Giriş Tarihi: 02.10.2018
13:56
Güncelleme Tarihi: 02.10.2018
14:05
"Bursa'da vâkıfın bahçeye bitişik olarak yaptırdığı dâru't-ta'limîn muallimine burada ücretsiz çocukları okutup sevabını vâkıfın üzerinde hakkı olup da eda edemediği ve gıybetini yapıp şerefine dokunduğu ve helalleşmek istediği kimselere bağışlamak üzere Cenab-ı Hakk'ın bunu vâkıfın günahlarına kefaret kılması ümidi ile her gün üç dirhem tayin etti." (Molla Güranî, Bursa, 1484)
DENİZ KAZAZEDELERİNE YARDIM EDEN VAKIF
"…deniz seferi yüzünden İstanbul'da kazaya uğramış, gemileri batmış ol fukaraya ve… felakete uğrayanlara yardımda bulunulması..." (Süleyman Subaşı Vakfı, İstanbul, 1576)

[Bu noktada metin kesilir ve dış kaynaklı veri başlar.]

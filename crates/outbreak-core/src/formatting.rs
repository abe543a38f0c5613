/// Placeholder shown for a missing value.
pub const NO_VALUE: &str = "-";

/// Format a floating-point number with thousands separators and a fixed number
/// of decimal places.
///
/// # Examples
///
/// ```
/// use outbreak_core::formatting::format_number;
///
/// assert_eq!(format_number(1234.5,  1), "1,234.5");
/// assert_eq!(format_number(1234567.0, 0), "1,234,567");
/// assert_eq!(format_number(0.0, 2), "0.00");
/// assert_eq!(format_number(-9876.5, 1), "-9,876.5");
/// ```
pub fn format_number(value: f64, decimals: u32) -> String {
    let negative = value < 0.0;
    let abs_value = value.abs();

    // Nudge by half an ULP at the target precision so exact midpoints round up.
    let factor = 10_f64.powi(decimals as i32);
    let epsilon = f64::EPSILON * abs_value * factor;
    let rounded = ((abs_value * factor) + epsilon).round() / factor;

    let integer_part = rounded.trunc() as u64;
    let frac_part = rounded - rounded.trunc();

    let grouped = group_thousands(&integer_part.to_string());

    let result = if decimals == 0 {
        grouped
    } else {
        let frac_str = format!("{:.prec$}", frac_part, prec = decimals as usize);
        // "0.50" -> ".50"
        format!("{}{}", grouped, &frac_str[1..])
    };

    if negative {
        format!("-{}", result)
    } else {
        result
    }
}

/// Format an integer count with thousands separators.
///
/// ```
/// use outbreak_core::formatting::format_count;
///
/// assert_eq!(format_count(1_234_567), "1,234,567");
/// assert_eq!(format_count(0), "0");
/// ```
pub fn format_count(value: u64) -> String {
    group_thousands(&value.to_string())
}

/// Format an optional value, printing [`NO_VALUE`] when absent.
pub fn format_optional(value: Option<f64>, decimals: u32) -> String {
    match value {
        Some(v) if v.is_finite() => format_number(v, decimals),
        _ => NO_VALUE.to_string(),
    }
}

/// Format a rate already expressed in percent, e.g. `"20.0%"`.
pub fn format_percent(value: f64, decimals: u32) -> String {
    format!("{}%", format_number(value, decimals))
}

fn group_thousands(s: &str) -> String {
    if s.len() <= 3 {
        return s.to_string();
    }
    let chars: Vec<char> = s.chars().collect();
    let mut result = String::with_capacity(s.len() + s.len() / 3);
    let remainder = chars.len() % 3;
    for (i, &c) in chars.iter().enumerate() {
        if i != 0 && (i % 3 == remainder) {
            result.push(',');
        }
        result.push(c);
    }
    result
}

// ── Tests ──────────────────────────────────────────────────────────────────────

MÜSLÜMAN ESİRLERİ KURTARAN VAKIF
"Merkûm vâkıfe, üserâ-i müslimînin mahzûl frenklerin ellerinden kurtarılmasına... ve kurtardığı kimseler bilâd-ı müslimîne vâsıl oluncaya kadar onların nafaka ve kisvelerini de i'tâ edilecek." (Saliha Hatun Vakfı, Şam, 1308)

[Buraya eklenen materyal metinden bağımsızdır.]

//! Summary views over a filtered set of outbreak records.
//!
//! Every view is a pure function of the records it is given: group, sum or
//! average, sort, and optionally keep the top N. Groups are formed in the
//! ascending order of their key and rankings use a stable descending sort,
//! so tied groups keep their key order. Sums saturate at `u64::MAX`.

use std::collections::BTreeMap;

use outbreak_core::models::{Month, OutbreakRecord};
use outbreak_core::state_codes::state_code;
use serde::Serialize;

use crate::cleaner::is_sentinel_null;

/// Default number of rows kept by the top-N rankings.
pub const DEFAULT_TOP_N: usize = 10;

// ── View rows ─────────────────────────────────────────────────────────────────

/// Total illnesses for one year.
#[derive(Debug, Clone, PartialEq, Eq, Serialize)]
pub struct YearTotal {
    pub year: i32,
    pub illnesses: u64,
}

/// Kind of outcome counted in the long-form yearly outcomes view.
#[derive(Debug, Clone, Copy, PartialEq, Eq, PartialOrd, Ord, Serialize)]
pub enum OutcomeKind {
    Illnesses,
    Hospitalizations,
    Fatalities,
}

impl OutcomeKind {
    pub const ALL: [OutcomeKind; 3] = [
        OutcomeKind::Illnesses,
        OutcomeKind::Hospitalizations,
        OutcomeKind::Fatalities,
    ];

    pub fn label(self) -> &'static str {
        match self {
            OutcomeKind::Illnesses => "Illnesses",
            OutcomeKind::Hospitalizations => "Hospitalizations",
            OutcomeKind::Fatalities => "Fatalities",
        }
    }

    fn count(self, record: &OutbreakRecord) -> Option<u64> {
        match self {
            OutcomeKind::Illnesses => record.illnesses,
            OutcomeKind::Hospitalizations => record.hospitalizations,
            OutcomeKind::Fatalities => record.fatalities,
        }
    }
}

/// One `(year, outcome kind, count)` row.
#[derive(Debug, Clone, PartialEq, Eq, Serialize)]
pub struct OutcomeCount {
    pub year: i32,
    pub kind: OutcomeKind,
    pub count: u64,
}

/// A labelled total, used by every ranking over a categorical column.
#[derive(Debug, Clone, PartialEq, Eq, Serialize)]
pub struct CategoryTotal {
    pub label: String,
    pub total: u64,
}

/// Choropleth value for one state.
#[derive(Debug, Clone, PartialEq, Eq, Serialize)]
pub struct StateValue {
    pub state: String,
    pub code: &'static str,
    pub illnesses: u64,
}

/// Hospitalization rate (percent of illnesses) for one pathogen.
#[derive(Debug, Clone, PartialEq, Serialize)]
pub struct SeverityRate {
    pub species: String,
    pub illnesses: u64,
    pub hospitalizations: u64,
    pub rate: f64,
}

/// Month × year cross tabulation of illness sums.
#[derive(Debug, Clone, Default, PartialEq, Eq, Serialize)]
pub struct MonthlyMatrix {
    /// Column keys, ascending.
    pub years: Vec<i32>,
    /// One row per month present, in calendar order.
    pub rows: Vec<MonthlyRow>,
}

#[derive(Debug, Clone, PartialEq, Eq, Serialize)]
pub struct MonthlyRow {
    pub month: Month,
    /// Aligned with [`MonthlyMatrix::years`]; `None` where no record exists.
    pub values: Vec<Option<u64>>,
}

impl MonthlyMatrix {
    pub fn is_empty(&self) -> bool {
        self.rows.is_empty()
    }

    /// Illness sum for one cell, if the cell has data.
    pub fn get(&self, month: Month, year: i32) -> Option<u64> {
        let col = self.years.iter().position(|y| *y == year)?;
        self.rows
            .iter()
            .find(|r| r.month == month)
            .and_then(|r| r.values[col])
    }
}

/// Mean illnesses per outbreak for one calendar month.
#[derive(Debug, Clone, PartialEq, Serialize)]
pub struct MonthlyAverage {
    pub month: Month,
    /// `None` when no record in this month reports illnesses.
    pub mean: Option<f64>,
}

/// One record's outcomes for a scatter plot.
#[derive(Debug, Clone, PartialEq, Eq, Serialize)]
pub struct OutcomePoint {
    pub year: Option<i32>,
    pub state: Option<String>,
    pub location: Option<String>,
    pub species: Option<String>,
    pub illnesses: u64,
    pub hospitalizations: u64,
    pub fatalities: u64,
}

/// Every named view for one filtered view.
#[derive(Debug, Clone, Default, PartialEq, Serialize)]
pub struct DashboardViews {
    pub yearly_trend: Vec<YearTotal>,
    pub yearly_outcomes: Vec<OutcomeCount>,
    pub location_breakdown: Vec<CategoryTotal>,
    pub state_map: Vec<StateValue>,
    pub top_pathogens: Vec<CategoryTotal>,
    pub top_foods: Vec<CategoryTotal>,
    pub pathogen_severity: Vec<SeverityRate>,
    pub pathogen_fatalities: Vec<CategoryTotal>,
    pub monthly_by_year: MonthlyMatrix,
    pub monthly_average: Vec<MonthlyAverage>,
    pub outcome_points: Vec<OutcomePoint>,
}

// ── AggregationEngine ─────────────────────────────────────────────────────────

/// Computes the dashboard views. `top_n` bounds every ranking.
#[derive(Debug, Clone, Copy, PartialEq, Eq)]
pub struct AggregationEngine {
    top_n: usize,
}

impl Default for AggregationEngine {
    fn default() -> Self {
        Self::new(DEFAULT_TOP_N)
    }
}

impl AggregationEngine {
    pub fn new(top_n: usize) -> Self {
        Self { top_n }
    }

    pub fn top_n(&self) -> usize {
        self.top_n
    }

    /// Compute every view sequentially.
    pub fn compute_all(&self, records: &[OutbreakRecord]) -> DashboardViews {
        DashboardViews {
            yearly_trend: self.yearly_trend(records),
            yearly_outcomes: self.yearly_outcomes(records),
            location_breakdown: self.location_breakdown(records),
            state_map: self.state_map(records),
            top_pathogens: self.top_pathogens(records),
            top_foods: self.top_foods(records),
            pathogen_severity: self.pathogen_severity(records),
            pathogen_fatalities: self.pathogen_fatalities(records),
            monthly_by_year: self.monthly_by_year(records),
            monthly_average: self.monthly_average(records),
            outcome_points: self.outcome_points(records),
        }
    }

    /// Illnesses per year, ascending by year.
    pub fn yearly_trend(&self, records: &[OutbreakRecord]) -> Vec<YearTotal> {
        sum_by(records, |r| r.year, |r| r.illnesses)
            .into_iter()
            .map(|(year, illnesses)| YearTotal { year, illnesses })
            .collect()
    }

    /// Illness, hospitalization and fatality sums per year in long form:
    /// all illness rows first, then hospitalizations, then fatalities, each
    /// ascending by year.
    pub fn yearly_outcomes(&self, records: &[OutbreakRecord]) -> Vec<OutcomeCount> {
        let mut totals: BTreeMap<i32, [u64; 3]> = BTreeMap::new();
        for record in records {
            let Some(year) = record.year else { continue };
            let entry = totals.entry(year).or_default();
            for (slot, kind) in entry.iter_mut().zip(OutcomeKind::ALL) {
                *slot = slot.saturating_add(kind.count(record).unwrap_or(0));
            }
        }

        OutcomeKind::ALL
            .into_iter()
            .enumerate()
            .flat_map(|(i, kind)| {
                totals.iter().map(move |(&year, counts)| OutcomeCount {
                    year,
                    kind,
                    count: counts[i],
                })
            })
            .collect()
    }

    /// Illnesses per exposure location, descending.
    pub fn location_breakdown(&self, records: &[OutbreakRecord]) -> Vec<CategoryTotal> {
        rank_descending(
            sum_by(records, |r| r.location.clone(), |r| r.illnesses),
            None,
        )
    }

    /// Illnesses per state joined with postal codes; states without a code
    /// are left out.
    pub fn state_map(&self, records: &[OutbreakRecord]) -> Vec<StateValue> {
        sum_by(records, |r| r.state.clone(), |r| r.illnesses)
            .into_iter()
            .filter_map(|(state, illnesses)| {
                let code = state_code(&state)?;
                Some(StateValue {
                    state,
                    code,
                    illnesses,
                })
            })
            .collect()
    }

    /// The `top_n` pathogens by illnesses.
    pub fn top_pathogens(&self, records: &[OutbreakRecord]) -> Vec<CategoryTotal> {
        rank_descending(
            sum_by(records, |r| label(&r.species), |r| r.illnesses),
            Some(self.top_n),
        )
    }

    /// The `top_n` foods by illnesses.
    pub fn top_foods(&self, records: &[OutbreakRecord]) -> Vec<CategoryTotal> {
        rank_descending(
            sum_by(records, |r| label(&r.food), |r| r.illnesses),
            Some(self.top_n),
        )
    }

    /// The `top_n` pathogens by hospitalization rate.
    ///
    /// Only records reporting both illnesses and hospitalizations count.
    /// Pathogens whose illness sum is zero have no defined rate and are left
    /// out before ranking.
    pub fn pathogen_severity(&self, records: &[OutbreakRecord]) -> Vec<SeverityRate> {
        let mut sums: BTreeMap<String, (u64, u64)> = BTreeMap::new();
        for record in records {
            let (Some(species), Some(ill), Some(hosp)) =
                (label(&record.species), record.illnesses, record.hospitalizations)
            else {
                continue;
            };
            let entry = sums.entry(species).or_default();
            entry.0 = entry.0.saturating_add(ill);
            entry.1 = entry.1.saturating_add(hosp);
        }

        let mut rates: Vec<SeverityRate> = sums
            .into_iter()
            .filter(|(_, (ill, _))| *ill > 0)
            .map(|(species, (illnesses, hospitalizations))| SeverityRate {
                species,
                illnesses,
                hospitalizations,
                rate: hospitalizations as f64 / illnesses as f64 * 100.0,
            })
            .collect();

        rates.sort_by(|a, b| b.rate.total_cmp(&a.rate));
        rates.truncate(self.top_n);
        rates
    }

    /// The `top_n` pathogens by fatalities.
    pub fn pathogen_fatalities(&self, records: &[OutbreakRecord]) -> Vec<CategoryTotal> {
        rank_descending(
            sum_by(records, |r| label(&r.species), |r| r.fatalities),
            Some(self.top_n),
        )
    }

    /// Month × year illness sums over records with a month and an illness
    /// count.
    pub fn monthly_by_year(&self, records: &[OutbreakRecord]) -> MonthlyMatrix {
        let mut cells: BTreeMap<(Month, i32), u64> = BTreeMap::new();
        for record in records {
            let (Some(year), Some(month), Some(ill)) = (record.year, record.month, record.illnesses)
            else {
                continue;
            };
            let cell = cells.entry((month, year)).or_insert(0);
            *cell = cell.saturating_add(ill);
        }

        let mut years: Vec<i32> = cells.keys().map(|(_, y)| *y).collect();
        years.sort_unstable();
        years.dedup();

        let mut rows: Vec<MonthlyRow> = Vec::new();
        for (&(month, year), &total) in &cells {
            if rows.last().map(|r| r.month) != Some(month) {
                rows.push(MonthlyRow {
                    month,
                    values: vec![None; years.len()],
                });
            }
            let col = years.partition_point(|y| *y < year);
            if let Some(row) = rows.last_mut() {
                row.values[col] = Some(total);
            }
        }

        MonthlyMatrix { years, rows }
    }

    /// Mean illnesses per outbreak for each calendar month, January first.
    /// Empty when no record has both a month and an illness count.
    pub fn monthly_average(&self, records: &[OutbreakRecord]) -> Vec<MonthlyAverage> {
        let mut sums = [(0u64, 0u64); 12];
        let mut any = false;
        for record in records {
            let (Some(month), Some(ill)) = (record.month, record.illnesses) else {
                continue;
            };
            let slot = &mut sums[month.index()];
            slot.0 = slot.0.saturating_add(ill);
            slot.1 += 1;
            any = true;
        }
        if !any {
            return Vec::new();
        }

        Month::ALL
            .into_iter()
            .map(|month| {
                let (sum, count) = sums[month.index()];
                MonthlyAverage {
                    month,
                    mean: (count > 0).then(|| sum as f64 / count as f64),
                }
            })
            .collect()
    }

    /// Scatter points for records reporting all three outcomes.
    pub fn outcome_points(&self, records: &[OutbreakRecord]) -> Vec<OutcomePoint> {
        records
            .iter()
            .filter_map(|r| {
                Some(OutcomePoint {
                    year: r.year,
                    state: r.state.clone(),
                    location: r.location.clone(),
                    species: r.species.clone(),
                    illnesses: r.illnesses?,
                    hospitalizations: r.hospitalizations?,
                    fatalities: r.fatalities?,
                })
            })
            .collect()
    }
}

// ── Private helpers ───────────────────────────────────────────────────────────

/// A categorical value usable as a ranking key.
fn label(value: &Option<String>) -> Option<String> {
    value.as_ref().filter(|v| !is_sentinel_null(v)).cloned()
}

/// Group by `key` (records with no key are skipped) and sum `value`,
/// treating a missing value as contributing nothing. Sums saturate.
fn sum_by<K: Ord>(
    records: &[OutbreakRecord],
    key: impl Fn(&OutbreakRecord) -> Option<K>,
    value: impl Fn(&OutbreakRecord) -> Option<u64>,
) -> BTreeMap<K, u64> {
    let mut groups: BTreeMap<K, u64> = BTreeMap::new();
    for record in records {
        if let Some(k) = key(record) {
            let total = groups.entry(k).or_insert(0);
            *total = total.saturating_add(value(record).unwrap_or(0));
        }
    }
    groups
}

/// Stable descending sort of grouped totals, optionally truncated.
fn rank_descending(groups: BTreeMap<String, u64>, limit: Option<usize>) -> Vec<CategoryTotal> {
    let mut ranked: Vec<CategoryTotal> = groups
        .into_iter()
        .map(|(label, total)| CategoryTotal { label, total })
        .collect();
    ranked.sort_by(|a, b| b.total.cmp(&a.total));
    if let Some(n) = limit {
        ranked.truncate(n);
    }
    ranked
}

// ── Tests ─────────────────────────────────────────────────────────────────────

SAVAŞA GİDEN GAZİLERE AT VEREN VAKIF
"Fî sebîlillah vakf olunan yundlardan hâsıl olan atları, ... guzâtı müslimîn ve kihat-ı alâ simat-ı mücâhidînden herhangi gazinin atı olmayub küffar-ı bed-tebâra gaza etmek için at isteye, ... ol gaziye bir yarar at verile..." (Sadrazam Sokullu Mehmed Paşa, İstanbul, 1574)
HERKESE MEYVE VAKFI - 1594
Vakfın amacı bahçesinin mahsulünden ise zengin fakir herkes faydalanmasını amaçlamıştır. Vakfedilen bahçedeki armut ve elma ağaçlarından fakirler yiyecek, birer adet götürmelerine müsaade edilecektir.